Stand: 13.01.2023 17:34 Uhr

Die Eisbrecherflotte des Wasser- und Schifffahrtsamtes in Lauenburg sorgt dafür, dass es bei frostigen Temperaturen und Eisgang auf der Elbe nicht zur Katastrophe kommt. Denn wenn sich die Eisschollen auf dem Fluss türmen, können sie Brücken, Schleusen oder Deiche beschädigen oder zerstören. Seit mehr als 100 Jahren sind sie schon im Einsatz.

von Karl Dahmen

Ein Eisbrecher steht in einem Gewässer. © Privat
Beeindruckendes Schauspiel, aber sehr gefährlich, wenn die Elbe zugefroren war.

Als Helmut Venus 1964 beim Wasser- und Schifffahrtsamt in Lauenburg anfing, war er schon mehr als ein Jahrzehnt auf deutschen Flüssen unterwegs gewesen. Jetzt aber hatte er eine Stelle als Kapitän auf einem Eisdampfer ergattert und war gespannt, was ihm sein erster Tag bringen würde. Kaum stand er zum ersten Mal auf seiner Brücke, kam ein Maschinist zu ihm und sagte: Das Wichtigste für ihn sei, die Motorenhebel nicht so hin und her zu reißen. Denn die Männer in der Maschine würden dann anfangen zu schwitzen und das mögen sie gar nicht. Venus hat sich an diese Anweisung stets gehalten.
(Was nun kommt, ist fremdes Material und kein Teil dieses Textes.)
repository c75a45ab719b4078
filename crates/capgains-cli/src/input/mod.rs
pub mod file;
pub mod stdin;
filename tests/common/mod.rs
// Shared helpers for integration tests

pub mod fakes;

pub use fakes::{FakeLocator, FakeRunner, Scripted, gopro_probe_stderr};
use clap::{Parser, Subcommand};
use std::path::PathBuf;

use stereoscoper::engine::parse_ipd;

#[derive(Parser)]
#[command(name = "stereoscoper")]
#[command(
    about = "Convert dual-fisheye 360 footage into side-by-side stereo video for Quest headsets",
    long_about = "Run without arguments to open the interactive form. Pass --input_path and \
                  --output_path to convert a single file from the command line."
)]
#[command(subcommand_negates_reqs = true, args_conflicts_with_subcommands = true)]
pub struct Cli {
    #[command(subcommand)]
    pub command: Option<Commands>,

    /// Input 360 video (.360/.mp4)
    #[arg(long = "input_path", value_name = "FILE", required = true)]
    pub input_path: Option<PathBuf>,

    /// Output video (.mp4); a JSON sidecar is written next to it
    #[arg(long = "output_path", value_name = "FILE", required = true)]
    pub output_path: Option<PathBuf>,

    /// Interpupillary distance in millimeters (defaults to config, then 64.0)
    #[arg(long, value_name = "MM", value_parser = parse_ipd_arg)]
    pub ipd: Option<f64>,

    /// Probe the input and print the encode commands without running them
    #[arg(long)]
    pub dry_run: bool,
}

#[derive(Subcommand)]
pub enum Commands {
    /// Locate ffmpeg and print its path and version
    CheckFfmpeg,

    /// Probe a video file for its stereo stream pair, duration and frame rate
    Probe {
        /// Path to the video file
        file: PathBuf,
    },

    /// Show config status and location, or create default config if missing
    InitConfig,
}

fn parse_ipd_arg(s: &str) -> Result<f64, String> {
    parse_ipd(s).ok_or_else(|| format!("'{}' is not a finite number of millimeters", s))
}

pub fn parse() -> Cli {
    Cli::parse()
}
Wenn er jetzt mit 84 Jahren an die Zeit auf den Lauenburger Eisbrechern zurückdenkt, waren es für ihn gute Jahre - geprägt vom Zusammenhalt auf den Schiffen, auf denen er gefahren ist, und von der schweren und verantwortungsvollen Arbeit als Kapitän eines Eisbrechers.

Meterhohe Eis-Barrieren

Im Winter, wenn sich das Eis auf der Elbe zu meterhohen Barrieren emportürmt, ist die Zeit der Eisbrecher. Sie heißen bis heute "Stier", "Bison", "Büffel" oder "Walross". Ihre Aufgabe: Zu verhindern, dass das Eis überhaupt so viel Druck entwickelt, dass es Gebäude wie Schleusen oder Wehre beschädigt oder sogar die Deiche zerstört. Die Folgen wären verheerend: Zigtausende Menschen könnten durch die Überschwemmung ihr Zuhause verlieren und Schäden in Millionenhöhe entstehen.

Mit Dampf und Kraft gegen das Eis

Mitglieder einer Crew stehen an Bord eines Schiffes. © Privat
Eines der ersten Teams, die in den 1960er Jahren für die Eisbrecher im Einsatz waren. Der zweite von links ist Helmut Venus.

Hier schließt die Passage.